Work task
Retype the data that follows with no alterations, please.

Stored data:
........

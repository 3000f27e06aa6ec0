//! `infraharvest run`: fetch every configured dataset.
//!
//! Loads the job file, applies CLI overrides, and runs the selected jobs
//! one after another over a shared hyper transport. A failing unit of
//! work never aborts the run; the command only fails when every unit
//! failed.

use std::path::{Path, PathBuf};
use std::sync::Arc;

use tracing::Instrument;

use crate::cli::RunArgs;
use crate::config::model::{Config, Job};
use crate::config::sources;
use crate::config::validation::validate;
use crate::config::ConfigSource;
use crate::error::HarvestError;
use crate::fetch::{HyperTransport, Transport};
use crate::jobs;
use crate::logging;

pub async fn execute(args: RunArgs) -> Result<(), HarvestError> {
    let log_format = logging::resolve_format(args.pretty, args.json);
    logging::init(&args.log_level, log_format);

    let source = resolve_config_source(args.config.as_deref()).await?;
    let (mut config, version) = source.load().await?;

    apply_overrides(&mut config, &args);
    if let Err(errors) = validate(&config) {
        return Err(HarvestError::ConfigValidation { errors });
    }

    let run_id = uuid::Uuid::new_v4();
    tracing::info!(
        run_id = %run_id,
        source = source.name(),
        version = version.short(),
        jobs = config.jobs.len(),
        output_dir = %config.output_dir.display(),
        "infraharvest started"
    );

    let transport: Arc<dyn Transport> = Arc::new(HyperTransport::new());
    let summary = run_jobs(&config, &args.only, transport)
        .instrument(tracing::info_span!("run", run_id = %run_id))
        .await?;

    summary.log();
    if summary.all_failed() {
        return Err(HarvestError::RunFailed(summary.failed.len()));
    }

    tracing::info!(run_id = %run_id, "infraharvest finished");
    Ok(())
}

/// Run the jobs named in `only` (all jobs when empty) over `transport`.
pub async fn run_jobs(
    config: &Config,
    only: &[String],
    transport: Arc<dyn Transport>,
) -> Result<jobs::RunSummary, HarvestError> {
    let selected = select_jobs(config, only)?;

    let ctx = jobs::JobContext {
        fetcher: Arc::new(crate::fetch::Fetcher::new(
            transport,
            config.defaults.retry_policy(),
        )),
        defaults: config.defaults.clone(),
        output_dir: config.output_dir.clone(),
    };

    let mut summary = jobs::RunSummary::default();
    for job in selected {
        jobs::run_job(job, &ctx, &mut summary).await;
    }
    Ok(summary)
}

pub fn select_jobs<'a>(config: &'a Config, only: &[String]) -> Result<Vec<&'a Job>, HarvestError> {
    if only.is_empty() {
        return Ok(config.jobs.iter().collect());
    }

    only.iter()
        .map(|name| {
            config
                .jobs
                .iter()
                .find(|j| j.name() == name.as_str())
                .ok_or_else(|| HarvestError::UnknownJob {
                    name: name.clone(),
                    available: config.job_names().join(", "),
                })
        })
        .collect()
}

/// Explicit CLI flags win over both the defaults and per-job settings.
pub fn apply_overrides(config: &mut Config, args: &RunArgs) {
    if let Some(ref dir) = args.output_dir {
        config.output_dir.clone_from(dir);
    }

    if let Some(retries) = args.max_retries {
        config.defaults.max_retries = retries;
        for job in &mut config.jobs {
            match job {
                Job::Overpass(j) => j.max_retries = None,
                Job::Peeringdb(j) => j.max_retries = None,
                Job::Cables(j) => j.max_retries = None,
            }
        }
    }

    if let Some(timeout) = args.timeout {
        config.defaults.timeout = timeout;
        for job in &mut config.jobs {
            match job {
                Job::Overpass(j) => j.timeout = None,
                Job::Peeringdb(j) => j.timeout = None,
                Job::Cables(j) => j.timeout = None,
            }
        }
    }

    if let Some(limit) = args.concurrency {
        config.defaults.concurrency_limit = limit;
        for job in &mut config.jobs {
            if let Job::Cables(j) = job {
                j.concurrency_limit = None;
            }
        }
    }
}

async fn resolve_config_source(
    explicit: Option<&Path>,
) -> Result<Box<dyn ConfigSource>, HarvestError> {
    if let Some(path) = explicit {
        return sources::for_path(path);
    }

    // Auto-detect in current directory
    let candidates = [
        "infraharvest.yaml",
        "infraharvest.yml",
        "infraharvest.json",
        "infraharvest.toml",
    ];

    for name in &candidates {
        let path = PathBuf::from(name);
        if tokio::fs::try_exists(&path).await.unwrap_or(false) {
            tracing::info!(path = %path.display(), "auto-detected job file");
            return sources::for_path(&path);
        }
    }

    Err(HarvestError::NoConfigSource {
        hint: "Provide --config <file> or create ./infraharvest.yaml.\n  \
               Run 'infraharvest init' to create a job file."
            .into(),
    })
}

#[cfg(test)]
mod tests {
    use super::*;
    use crate::cli::{Cli, Commands};
    use clap::Parser;

    fn config() -> Config {
        serde_json::from_value(serde_json::json!({
            "jobs": [
                {"kind": "peeringdb", "name": "pdb", "endpoints": ["https://a.example/api"],
                 "datasets": ["org"], "max_retries": 5},
                {"kind": "cables", "name": "cables", "endpoints": ["https://b.example/v3"],
                 "base_path": "cable/cable-geo.json", "detail_path": "cable/:id.json",
                 "detail_keys": ["length"], "output": "out.json", "concurrency_limit": 4}
            ]
        }))
        .unwrap()
    }

    fn run_args(extra: &[&str]) -> RunArgs {
        let argv = ["infraharvest", "run"].iter().chain(extra).copied();
        match Cli::try_parse_from(argv).unwrap().command {
            Some(Commands::Run(args)) => *args,
            _ => panic!("expected run subcommand"),
        }
    }

    #[test]
    fn empty_filter_selects_every_job() {
        let config = config();
        let jobs = select_jobs(&config, &[]).unwrap();
        assert_eq!(jobs.len(), 2);
    }

    #[test]
    fn filter_keeps_requested_order() {
        let config = config();
        let only = vec!["cables".to_string(), "pdb".to_string()];
        let names: Vec<&str> = select_jobs(&config, &only)
            .unwrap()
            .into_iter()
            .map(Job::name)
            .collect();
        assert_eq!(names, vec!["cables", "pdb"]);
    }

    #[test]
    fn unknown_job_lists_available_names() {
        let config = config();
        let err = select_jobs(&config, &["osm".to_string()]).unwrap_err();
        assert!(matches!(
            err,
            HarvestError::UnknownJob { ref available, .. } if available == "pdb, cables"
        ));
    }

    #[test]
    fn cli_flags_override_job_settings() {
        let mut config = config();
        let args = run_args(&["--max-retries", "7", "--concurrency", "9", "-o", "/tmp/out"]);

        apply_overrides(&mut config, &args);

        assert_eq!(config.defaults.max_retries, 7);
        assert_eq!(config.defaults.concurrency_limit, 9);
        assert_eq!(config.output_dir, PathBuf::from("/tmp/out"));
        assert!(config.jobs.iter().all(|j| j.max_retries().is_none()));
        let Job::Cables(ref cables) = config.jobs[1] else {
            panic!("second job should be cables");
        };
        assert_eq!(cables.concurrency_limit, None);
    }

    #[test]
    fn absent_flags_leave_job_file_alone() {
        let mut config = config();
        apply_overrides(&mut config, &run_args(&[]));
        assert_eq!(config.jobs[0].max_retries(), Some(5));
        assert_eq!(config.output_dir, PathBuf::from("downloads"));
    }
}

........

Answer
repository 3000f27e06aa6ec0
//! `infraharvest run`: fetch every configured dataset.
//!
//! Loads the job file, applies CLI overrides, and runs the selected jobs
//! one after another over a shared hyper transport. A failing unit of
//! work never aborts the run; the command only fails when every unit
//! failed.

use std::path::{Path, PathBuf};
use std::sync::Arc;

use tracing::Instrument;

use crate::cli::RunArgs;
use crate::config::model::{Config, Job};
use crate::config::sources;
use crate::config::validation::validate;
use crate::config::ConfigSource;
use crate::error::HarvestError;
use crate::fetch::{HyperTransport, Transport};
use crate::jobs;
use crate::logging;

pub async fn execute(args: RunArgs) -> Result<(), HarvestError> {
    let log_format = logging::resolve_format(args.pretty, args.json);
    logging::init(&args.log_level, log_format);

    let source = resolve_config_source(args.config.as_deref()).await?;
    let (mut config, version) = source.load().await?;

    apply_overrides(&mut config, &args);
    if let Err(errors) = validate(&config) {
        return Err(HarvestError::ConfigValidation { errors });
    }

    let run_id = uuid::Uuid::new_v4();
    tracing::info!(
        run_id = %run_id,
        source = source.name(),
        version = version.short(),
        jobs = config.jobs.len(),
        output_dir = %config.output_dir.display(),
        "infraharvest started"
    );

    let transport: Arc<dyn Transport> = Arc::new(HyperTransport::new());
    let summary = run_jobs(&config, &args.only, transport)
        .instrument(tracing::info_span!("run", run_id = %run_id))
        .await?;

    summary.log();
    if summary.all_failed() {
        return Err(HarvestError::RunFailed(summary.failed.len()));
    }

    tracing::info!(run_id = %run_id, "infraharvest finished");
    Ok(())
}

/// Run the jobs named in `only` (all jobs when empty) over `transport`.
pub async fn run_jobs(
    config: &Config,
    only: &[String],
    transport: Arc<dyn Transport>,
) -> Result<jobs::RunSummary, HarvestError> {
    let selected = select_jobs(config, only)?;

    let ctx = jobs::JobContext {
        fetcher: Arc::new(crate::fetch::Fetcher::new(
            transport,
            config.defaults.retry_policy(),
        )),
        defaults: config.defaults.clone(),
        output_dir: config.output_dir.clone(),
    };

    let mut summary = jobs::RunSummary::default();
    for job in selected {
        jobs::run_job(job, &ctx, &mut summary).await;
    }
    Ok(summary)
}

pub fn select_jobs<'a>(config: &'a Config, only: &[String]) -> Result<Vec<&'a Job>, HarvestError> {
    if only.is_empty() {
        return Ok(config.jobs.iter().collect());
    }

    only.iter()
        .map(|name| {
            config
                .jobs
                .iter()
                .find(|j| j.name() == name.as_str())
                .ok_or_else(|| HarvestError::UnknownJob {
                    name: name.clone(),
                    available: config.job_names().join(", "),
                })
        })
        .collect()
}

/// Explicit CLI flags win over both the defaults and per-job settings.
pub fn apply_overrides(config: &mut Config, args: &RunArgs) {
    if let Some(ref dir) = args.output_dir {
        config.output_dir.clone_from(dir);
    }

    if let Some(retries) = args.max_retries {
        config.defaults.max_retries = retries;
        for job in &mut config.jobs {
            match job {
                Job::Overpass(j) => j.max_retries = None,
                Job::Peeringdb(j) => j.max_retries = None,
                Job::Cables(j) => j.max_retries = None,
            }
        }
    }

    if let Some(timeout) = args.timeout {
        config.defaults.timeout = timeout;
        for job in &mut config.jobs {
            match job {
                Job::Overpass(j) => j.timeout = None,
                Job::Peeringdb(j) => j.timeout = None,
                Job::Cables(j) => j.timeout = None,
            }
        }
    }

    if let Some(limit) = args.concurrency {
        config.defaults.concurrency_limit = limit;
        for job in &mut config.jobs {
            if let Job::Cables(j) = job {
                j.concurrency_limit = None;
            }
        }
    }
}

async fn resolve_config_source(
    explicit: Option<&Path>,
) -> Result<Box<dyn ConfigSource>, HarvestError> {
    if let Some(path) = explicit {
        return sources::for_path(path);
    }

    // Auto-detect in current directory
    let candidates = [
        "infraharvest.yaml",
        "infraharvest.yml",
        "infraharvest.json",
        "infraharvest.toml",
    ];

    for name in &candidates {
        let path = PathBuf::from(name);
        if tokio::fs::try_exists(&path).await.unwrap_or(false) {
            tracing::info!(path = %path.display(), "auto-detected job file");
            return sources::for_path(&path);
        }
    }

    Err(HarvestError::NoConfigSource {
        hint: "Provide --config <file> or create ./infraharvest.yaml.\n  \
               Run 'infraharvest init' to create a job file."
            .into(),
    })
}

#[cfg(test)]
mod tests {
    use super::*;
    use crate::cli::{Cli, Commands};
    use clap::Parser;

    fn config() -> Config {
        serde_json::from_value(serde_json::json!({
            "jobs": [
                {"kind": "peeringdb", "name": "pdb", "endpoints": ["https://a.example/api"],
                 "datasets": ["org"], "max_retries": 5},
                {"kind": "cables", "name": "cables", "endpoints": ["https://b.example/v3"],
                 "base_path": "cable/cable-geo.json", "detail_path": "cable/:id.json",
                 "detail_keys": ["length"], "output": "out.json", "concurrency_limit": 4}
            ]
        }))
        .unwrap()
    }

    fn run_args(extra: &[&str]) -> RunArgs {
        let argv = ["infraharvest", "run"].iter().chain(extra).copied();
        match Cli::try_parse_from(argv).unwrap().command {
            Some(Commands::Run(args)) => *args,
            _ => panic!("expected run subcommand"),
        }
    }

    #[test]
    fn empty_filter_selects_every_job() {
        let config = config();
        let jobs = select_jobs(&config, &[]).unwrap();
        assert_eq!(jobs.len(), 2);
    }

    #[test]
    fn filter_keeps_requested_order() {
        let config = config();
        let only = vec!["cables".to_string(), "pdb".to_string()];
        let names: Vec<&str> = select_jobs(&config, &only)
            .unwrap()
            .into_iter()
            .map(Job::name)
            .collect();
        assert_eq!(names, vec!["cables", "pdb"]);
    }

    #[test]
    fn unknown_job_lists_available_names() {
        let config = config();
        let err = select_jobs(&config, &["osm".to_string()]).unwrap_err();
        assert!(matches!(
            err,
            HarvestError::UnknownJob { ref available, .. } if available == "pdb, cables"
        ));
    }

    #[test]
    fn cli_flags_override_job_settings() {
        let mut config = config();
        let args = run_args(&["--max-retries", "7", "--concurrency", "9", "-o", "/tmp/out"]);

        apply_overrides(&mut config, &args);

        assert_eq!(config.defaults.max_retries, 7);
        assert_eq!(config.defaults.concurrency_limit, 9);
        assert_eq!(config.output_dir, PathBuf::from("/tmp/out"));
        assert!(config.jobs.iter().all(|j| j.max_retries().is_none()));
        let Job::Cables(ref cables) = config.jobs[1] else {
            panic!("second job should be cables");
        };
        assert_eq!(cables.concurrency_limit, None);
    }

    #[test]
    fn absent_flags_leave_job_file_alone() {
        let mut config = config();
        apply_overrides(&mut config, &run_args(&[]));
        assert_eq!(config.jobs[0].max_retries(), Some(5));
        assert_eq!(config.output_dir, PathBuf::from("downloads"));
    }
}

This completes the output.